-- Exercise input follows --

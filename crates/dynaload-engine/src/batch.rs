//! Bounded batch buffering in front of a [`TableStore`].
//!
//! Operations arriving here have already been converted and deduplicated;
//! the writer only groups and submits them. It never retries: a failed batch
//! surfaces as [`LoadError::BackendWrite`] and ends the run.

use dynaload_types::WriteOp;

use crate::errors::LoadError;
use crate::store::TableStore;

/// Totals reported by [`BatchWriter::finish`].
#[derive(Debug, Clone, Copy, Default, PartialEq, Eq)]
pub struct WriteStats {
    pub batches_written: u64,
    pub ops_written: u64,
}

/// Buffers write operations and flushes them in batches of at most `limit`.
pub struct BatchWriter<'s, S: TableStore> {
    store: &'s mut S,
    table: String,
    limit: usize,
    buffer: Vec<WriteOp>,
    stats: WriteStats,
}

impl<'s, S: TableStore> BatchWriter<'s, S> {
    /// `batch_size` is clamped to the store's own maximum and to at least 1.
    pub fn new(store: &'s mut S, table: impl Into<String>, batch_size: usize) -> Self {
        let limit = batch_size.clamp(1, store.max_batch_size().max(1));
        Self {
            store,
            table: table.into(),
            limit,
            buffer: Vec::with_capacity(limit),
            stats: WriteStats::default(),
        }
    }

    #[must_use]
    pub fn limit(&self) -> usize {
        self.limit
    }

    /// Operations waiting for the next flush.
    #[must_use]
    pub fn pending(&self) -> usize {
        self.buffer.len()
    }

    /// Queue an operation, flushing when the buffer reaches the limit.
    ///
    /// # Errors
    ///
    /// Returns [`LoadError::BackendWrite`] if a triggered flush fails.
    pub async fn push(&mut self, op: WriteOp) -> Result<(), LoadError> {
        self.buffer.push(op);
        if self.buffer.len() >= self.limit {
            self.flush().await?;
        }
        Ok(())
    }

    /// Submit everything buffered as one batch.
    ///
    /// # Errors
    ///
    /// Returns [`LoadError::BackendWrite`] if the store fails the batch. The
    /// buffer is left intact in that case.
    pub async fn flush(&mut self) -> Result<(), LoadError> {
        if self.buffer.is_empty() {
            return Ok(());
        }

        let count = self.buffer.len();
        self.store
            .write_batch(&self.table, &self.buffer)
            .await
            .map_err(|source| {
                tracing::error!(
                    table = %self.table,
                    batch = self.stats.batches_written + 1,
                    ops = count,
                    error = %source,
                    "Batch write failed"
                );
                LoadError::BackendWrite {
                    table: self.table.clone(),
                    source,
                }
            })?;

        self.buffer.clear();
        self.stats.batches_written += 1;
        self.stats.ops_written += count as u64;
        tracing::debug!(
            table = %self.table,
            batch = self.stats.batches_written,
            ops = count,
            "Flushed batch"
        );
        Ok(())
    }

    /// Flush the final partial batch and return totals.
    ///
    /// # Errors
    ///
    /// Returns [`LoadError::BackendWrite`] if the last flush fails.
    pub async fn finish(mut self) -> Result<WriteStats, LoadError> {
        self.flush().await?;
        Ok(self.stats)
    }
}
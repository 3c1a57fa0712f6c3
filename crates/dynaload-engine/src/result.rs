//! Load run result types.

use dynaload_types::LoadMode;

/// Row counters for one run.
#[derive(Debug, Clone, Copy, Default, PartialEq, Eq)]
pub struct RunCounts {
    /// Rows read from the input.
    pub rows_read: u64,
    /// Rows handed to the batch writer.
    pub rows_processed: u64,
    pub duplicates_skipped: u64,
    pub conversion_skipped: u64,
}

/// Result of a completed load run.
#[derive(Debug, Clone)]
pub struct RunSummary {
    pub table: String,
    pub mode: LoadMode,
    pub counts: RunCounts,
    pub batches_written: u64,
    pub duration_secs: f64,
}

impl RunSummary {
    /// Final status line, e.g.
    /// `Finished: 250 rows processed and inserted into DynamoDB table users`.
    #[must_use]
    pub fn finished_line(&self) -> String {
        format!(
            "Finished: {} rows processed and {} into DynamoDB table {}",
            self.counts.rows_processed,
            self.mode.past_tense(),
            self.table
        )
    }
}
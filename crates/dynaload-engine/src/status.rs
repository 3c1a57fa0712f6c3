//! User-facing status lines: progress, skip notices, and the final summary.

/// Receives status lines as the run produces them.
pub trait StatusSink {
    fn line(&mut self, line: &str);
}

/// Prints status lines to stdout.
#[derive(Debug, Default, Clone, Copy)]
pub struct ConsoleStatus;

impl StatusSink for ConsoleStatus {
    fn line(&mut self, line: &str) {
        println!("{line}");
    }
}

/// Collects lines in memory.
impl StatusSink for Vec<String> {
    fn line(&mut self, line: &str) {
        self.push(line.to_string());
    }
}
//! Error types shared by the engine and storage crates.

/// A cell could not be coerced to its declared type.
#[derive(Debug, Clone, PartialEq, Eq, thiserror::Error)]
#[error("Error converting attribute: {value} to type {type_tag}. {cause}")]
pub struct ConversionError {
    /// Original cell text.
    pub value: String,
    /// Requested type tag.
    pub type_tag: String,
    /// Underlying parser message.
    pub cause: String,
}

impl ConversionError {
    #[must_use]
    pub fn new(value: &str, type_tag: &str, cause: impl ToString) -> Self {
        Self {
            value: value.to_string(),
            type_tag: type_tag.to_string(),
            cause: cause.to_string(),
        }
    }
}

/// Failures reported by a table store.
#[derive(Debug, Clone, PartialEq, Eq, thiserror::Error)]
pub enum StoreError {
    /// Capacity or request-rate limits were exceeded and the client gave up.
    #[error("throttled: {message}")]
    Throttled { message: String },

    /// The store refused the request (validation, permissions, ...).
    #[error("rejected: {message}")]
    Rejected { message: String },

    /// Items the store never accepted, even after resubmission.
    #[error("{count} item(s) left unprocessed after {attempts} attempt(s)")]
    Unprocessed { count: usize, attempts: u32 },

    #[error("table '{table}' not found")]
    TableNotFound { table: String },

    /// Network, timeout, or response-parsing failure.
    #[error("transport error: {message}")]
    Transport { message: String },
}

impl StoreError {
    /// True for capacity-related failures.
    #[must_use]
    pub fn is_throttling(&self) -> bool {
        matches!(self, Self::Throttled { .. } | Self::Unprocessed { .. })
    }
}

#[cfg(test)]
mod tests {
    use super::*;

    #[test]
    fn conversion_error_names_value_type_and_cause() {
        let err = ConversionError::new("abc", "number", "invalid digit found in string");
        assert_eq!(
            err.to_string(),
            "Error converting attribute: abc to type number. invalid digit found in string"
        );
    }

    #[test]
    fn unprocessed_counts_as_throttling() {
        let err = StoreError::Unprocessed {
            count: 3,
            attempts: 9,
        };
        assert!(err.is_throttling());
        assert!(err.to_string().contains("3 item(s)"));
        assert!(!StoreError::Rejected {
            message: "bad".into()
        }
        .is_throttling());
    }
}
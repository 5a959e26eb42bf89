use std::fmt::Write;

use termion::{clear, color, cursor};

use crate::board::{Board, Coordinate, BOARD_SIZE};
use crate::difficulty::Difficulty;
use crate::recorder::{summarize, DecisionRecord};

pub struct GameDisplay {
    buffer: String,
    clear_screen: bool,
}

impl Default for GameDisplay {
    fn default() -> Self {
        Self::new()
    }
}

impl GameDisplay {
    pub fn new() -> Self {
        Self {
            buffer: String::with_capacity(512),
            clear_screen: true,
        }
    }

    /// Frames are appended below each other instead of redrawing the terminal.
    pub fn without_clearing() -> Self {
        Self {
            clear_screen: false,
            ..Self::new()
        }
    }

    pub fn clear(&mut self) {
        self.buffer.clear();
        if self.clear_screen {
            let _ = write!(self.buffer, "{}{}", cursor::Goto(1, 1), clear::All);
        }
    }

    pub fn render_game_state(
        &mut self,
        board: &Board,
        difficulty: Difficulty,
        last_move: Option<Coordinate>,
        stats: Option<&str>,
    ) {
        self.clear();
        self.buffer.push_str(&render_board(board));
        self.buffer.push('\n');

        let (r, g, b) = difficulty.profile().color;
        let _ = writeln!(
            self.buffer,
            "Difficulty: {}{}{} ({})",
            color::Fg(color::Rgb(r, g, b)),
            difficulty,
            color::Fg(color::Reset),
            difficulty.profile().description
        );
        let _ = writeln!(self.buffer, "Turn: {}", board.to_move());

        if let Some(coordinate) = last_move {
            let _ = writeln!(self.buffer, "Last move: {}", coordinate);
        }

        if let Some(stats) = stats {
            let _ = write!(self.buffer, "\n{}\n", stats);
        }

        print!("{}", self.buffer);
    }

    pub fn buffer(self) -> String {
        self.buffer
    }
}

pub fn render_board(board: &Board) -> String {
    let mut out = String::from("   0   1   2\n");
    for (row, cells) in board.rows().iter().enumerate() {
        let squares: Vec<String> = cells.iter().map(|cell| cell.to_char().to_string()).collect();
        let _ = writeln!(out, "{}  {}", row, squares.join(" | "));
        if row < BOARD_SIZE - 1 {
            out.push_str("  -----------\n");
        }
    }
    out
}

/// Describes a single AI decision: nodes evaluated and time spent.
pub fn render_decision(record: &DecisionRecord) -> String {
    format!(
        "Decision #{} [{}]: {} nodes evaluated at depth {} in {:.3} ms",
        record.sequence_number,
        record.difficulty_label,
        record.nodes_evaluated,
        record.depth_used,
        record.elapsed.as_secs_f64() * 1000.0
    )
}

pub fn render_summary(records: &[DecisionRecord]) -> String {
    let summary = match summarize(records) {
        Some(summary) => summary,
        None => return String::from("No AI decisions recorded."),
    };

    let mut out = String::new();
    let _ = writeln!(out, "AI decisions:      {}", summary.decisions);
    let _ = writeln!(out, "Total nodes:       {}", summary.total_nodes);
    let _ = writeln!(out, "Average nodes:     {:.1}", summary.average_nodes);
    let _ = writeln!(
        out,
        "Total time:        {:.3} ms",
        summary.total_elapsed.as_secs_f64() * 1000.0
    );
    let _ = writeln!(
        out,
        "Average time:      {:.3} ms",
        summary.average_elapsed.as_secs_f64() * 1000.0
    );
    let _ = write!(out, "Deepest search:    {}", summary.max_depth);
    out
}

#[cfg(test)]
mod tests {
    use super::*;
    use crate::tictactoe_board;
    use std::time::Duration;

    #[test]
    fn test_render_board() {
        let board = tictactoe_board! {
            X O .
            . X .
            . . O
            x
        };
        let expected = "   0   1   2\n\
                        0  X | O | .\n  -----------\n\
                        1  . | X | .\n  -----------\n\
                        2  . | . | O\n";
        assert_eq!(render_board(&board), expected);
    }

    #[test]
    fn test_render_decision() {
        let record = DecisionRecord {
            sequence_number: 3,
            nodes_evaluated: 120,
            depth_used: 3,
            elapsed: Duration::from_micros(1500),
            difficulty_label: "Normal",
        };
        assert_eq!(
            render_decision(&record),
            "Decision #3 [Normal]: 120 nodes evaluated at depth 3 in 1.500 ms"
        );
    }

    #[test]
    fn test_render_empty_summary() {
        assert_eq!(render_summary(&[]), "No AI decisions recorded.");
    }

    #[test]
    fn test_frame_without_clearing_has_no_escape_codes_before_board() {
        let mut display = GameDisplay::without_clearing();
        display.render_game_state(&Board::new(), Difficulty::Easy, None, None);
        let frame = display.buffer();
        assert!(frame.starts_with("   0   1   2\n"));
        assert!(frame.contains("Turn: X"));
    }
}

-- Exercise input concluded --

Up to and including the line with "ends the run.", repeat the data exactly, starting from its first line; nothing else belongs in the response.

filename crates/dynaload-engine/src/batch.rs
//! Bounded batch buffering in front of a [`TableStore`].
//!
//! Operations arriving here have already been converted and deduplicated;
//! the writer only groups and submits them. It never retries: a failed batch
//! surfaces as [`LoadError::BackendWrite`] and ends the run.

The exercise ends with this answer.